Implementing Needlets

Faster Math Functions


Download Presentation part 1


Download Presentation part 2

I was trying to interpolate a scaling function on an SPU on PS3 and realized, this device has no math library. How do you write powf() without access to libm? The IEEE754 standard for floating point numbers only covers five fundamental functions – addition, subtraction, multiplication, division and unary negation. It explicitly punts on offering any accuracy or correctness guarantees for transcendental functions leaving accuracy up to the library implementation. It’s amazing that floating point beyond simple expressions ever works.
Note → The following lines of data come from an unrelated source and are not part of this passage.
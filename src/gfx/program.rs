//! Shader programs
//!
//! A [`Program`] owns one compiled and linked vertex/fragment pair and the handles
//! it resolved for the attribute and uniform names it was asked about. Names the
//! shaders do not declare simply have no handle; callers treat the matching
//! vertex stream or uniform as absent.

use std::collections::HashMap;

use crate::{
    engine::Engine,
    error::GpuError,
    gfx::backend::{AttributeLocation, ProgramId, UniformLocation, UniformValue},
};

/// Compiled shader program with resolved attribute and uniform handles
pub struct Program {
    engine: Engine,
    id: ProgramId,
    attributes: HashMap<String, AttributeLocation>,
    uniforms: HashMap<String, UniformLocation>,
}

impl Program {
    /// Compiles and links `vertex` and `fragment`, then resolves the requested names
    ///
    /// # Arguments
    /// * `engine` - Engine whose backend compiles the program
    /// * `vertex` - WGSL source with a `@vertex` entry point
    /// * `fragment` - WGSL source with a `@fragment` entry point
    /// * `attributes` - Vertex attribute names to resolve
    /// * `uniforms` - Uniform and texture names to resolve
    ///
    /// # Errors
    /// Compilation and link failures are returned, and logged, since no draw can
    /// proceed without the program.
    pub fn load(
        engine: &Engine,
        vertex: &str,
        fragment: &str,
        attributes: &[&str],
        uniforms: &[&str],
    ) -> Result<Self, GpuError> {
        let backend = engine.backend();
        let id = backend.compile_program(vertex, fragment).inspect_err(|e| {
            log::error!("could not initialise shaders: {}", e);
        })?;

        let attributes = attributes
            .iter()
            .filter_map(|name| {
                let location = backend.attribute_location(id, name);
                if location.is_none() {
                    log::debug!("attribute '{}' is not used by the program", name);
                }
                location.map(|location| (name.to_string(), location))
            })
            .collect();

        let uniforms = uniforms
            .iter()
            .filter_map(|name| {
                let location = backend.uniform_location(id, name);
                if location.is_none() {
                    log::debug!("uniform '{}' is not used by the program", name);
                }
                location.map(|location| (name.to_string(), location))
            })
            .collect();

        Ok(Self {
            engine: engine.clone(),
            id,
            attributes,
            uniforms,
        })
    }

    /// Makes this program current
    pub fn use_program(&self) {
        self.engine.backend().use_program(self.id);
    }

    pub fn id(&self) -> ProgramId {
        self.id
    }

    pub fn attribute(&self, name: &str) -> Option<AttributeLocation> {
        self.attributes.get(name).copied()
    }

    pub fn uniform(&self, name: &str) -> Option<UniformLocation> {
        self.uniforms.get(name).copied()
    }

    /// Writes a uniform by name; returns `false` if the program has no such uniform
    ///
    /// The program must be current.
    pub fn set_uniform(&self, name: &str, value: UniformValue) -> bool {
        match self.uniform(name) {
            Some(location) => {
                self.engine.backend().set_uniform(location, value);
                true
            }
            None => false,
        }
    }
}

impl Drop for Program {
    fn drop(&mut self) {
        self.engine.backend().delete_program(self.id);
    }
}

impl std::fmt::Debug for Program {
    fn fmt(&self, f: &mut std::fmt::Formatter<'_>) -> std::fmt::Result {
        f.debug_struct("Program")
            .field("id", &self.id)
            .field("attributes", &self.attributes)
            .field("uniforms", &self.uniforms)
            .finish()
    }
}

#[cfg(test)]
mod tests {
    use super::*;
    use crate::{
        assets::MemorySource,
        engine::EngineConfig,
        error::ShaderStage,
        gfx::backend::reflect::tests::{FRAGMENT, VERTEX},
    };
    use std::rc::Rc;

    fn engine() -> (Engine, Rc<crate::gfx::backend::HeadlessBackend>) {
        Engine::headless(Rc::new(MemorySource::new()), EngineConfig::default())
    }

    #[test]
    fn test_resolves_requested_names() {
        let (engine, _) = engine();
        let program = Program::load(
            &engine,
            VERTEX,
            FRAGMENT,
            &["aVertexPosition", "aVertexNormal"],
            &["uModelViewMatrix", "uSampler0"],
        )
        .unwrap();

        assert_eq!(program.attribute("aVertexPosition"), Some(AttributeLocation(0)));
        assert_eq!(program.attribute("aVertexNormal"), Some(AttributeLocation(1)));
        assert_eq!(
            program.uniform("uModelViewMatrix"),
            Some(UniformLocation::Block { offset: 0 })
        );
        assert_eq!(
            program.uniform("uSampler0"),
            Some(UniformLocation::Texture { binding: 1 })
        );
    }

    #[test]
    fn test_unknown_names_have_no_handle() {
        let (engine, _) = engine();
        let program = Program::load(
            &engine,
            VERTEX,
            FRAGMENT,
            &["aVertexColor"],
            &["uLightPosition"],
        )
        .unwrap();

        assert_eq!(program.attribute("aVertexColor"), None);
        assert_eq!(program.uniform("uLightPosition"), None);
        // Names never requested are not resolved either
        assert_eq!(program.attribute("aVertexPosition"), None);
        assert!(!program.set_uniform("uLightPosition", UniformValue::Float(1.0)));
    }

    #[test]
    fn test_compile_failure_is_surfaced() {
        let (engine, backend) = engine();
        let err = Program::load(&engine, "fn broken(", FRAGMENT, &[], &[]).unwrap_err();
        assert!(matches!(
            err,
            GpuError::ShaderCompilation {
                stage: ShaderStage::Vertex,
                ..
            }
        ));
        assert_eq!(backend.resource_counts().programs, 0);
    }

    #[test]
    fn test_use_program_and_drop() {
        let (engine, backend) = engine();
        let program = Program::load(&engine, VERTEX, FRAGMENT, &[], &["uMaterialDiffuse"]).unwrap();
        program.use_program();
        assert_eq!(backend.current_program(), Some(program.id()));
        assert!(program.set_uniform("uMaterialDiffuse", UniformValue::Vec4([0.5; 4])));

        drop(program);
        assert_eq!(backend.resource_counts().programs, 0);
        assert_eq!(backend.current_program(), None);
    }
}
This began a deep dive into how the transcendental functions are derived and coded. Source code for an implementation of is available through the Cephes math library and the source comments have a wealth of pragmatic experiences embedded in them:

/*							asinf.c
 *	Inverse circular sine
 * float x, y, asinf();
 * y = asinf( x );
 * Returns radian angle between -pi/2 and +pi/2 whose sine is x.
 * A polynomial of the form x + x**3 P(x**2)
 * is used for |x| in the interval [0, 0.5].  If |x| > 0.5 it is
 * transformed by the identity
 *    asin(x) = pi/2 - 2 asin( sqrt( (1-x)/2 ) ).

The code mentions “Cody & Waite” in many places, referring to the book  Cody, W.J. & W. Waite “Software Manual for the Elementary Functions”, Prentice Hall, 1980, ISBN 0138220646 – a title so out of print that many people work from their own a photocopied version of the title, copies of copies that are handed down between researchers. (To get a feel for what hand typeset technical documents from the 1980’s read like, take a look at C.G.van der Laan, “Calculation of Special Functions”, 1986)
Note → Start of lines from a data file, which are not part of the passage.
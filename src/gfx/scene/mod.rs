//! # Scene Management Module
//!
//! An ordered registry of drawable objects. Registry order is draw order, so
//! transparent objects can be moved after opaque ones with
//! [`Scene::render_last`] and friends.
//!
//! ## Usage
//!
//! ```no_run
//! # async fn demo(engine: &sketch_engine::engine::Engine, program: std::rc::Rc<sketch_engine::gfx::Program>) {
//! use sketch_engine::gfx::scene::{Scene, SceneConfig};
//!
//! let mut scene = Scene::new(engine, program, SceneConfig::default());
//! scene.load("/geometry/plane.json", Some("plane"), None).await.ok();
//! scene.render_last("plane");
//! # }
//! ```

pub mod drawable;
#[allow(clippy::module_inception)]
pub mod scene;

// Re-export main types
pub use drawable::{DrawableObject, GeometryDesc, GpuHandles, Material, ObjectAttributes, ObjectId};
pub use scene::{Scene, SceneConfig};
A more recent book Muller, Jean-Michal, “Elementary Functions: Algorithms and Implementation (2nd Edition)”, Birkhauser, 2005, ISBN-13: 978-0817643720 covers range reduction, minimax polynomials and especially CORDIC implementations in intense detail.

The Saga of IEEE754

Cody & Waite was written in the days before IEEE754 and had to take into consideration the many accuracy and representation issues of competing hardware architectures around at the time. It was the days of the numerical wild west where anything goes and everyone played fast and loose, and every mainframe and minicomputer maker had their own standards of varying levels of efficiency and accuracy. DEC, IBM, Cray, etc.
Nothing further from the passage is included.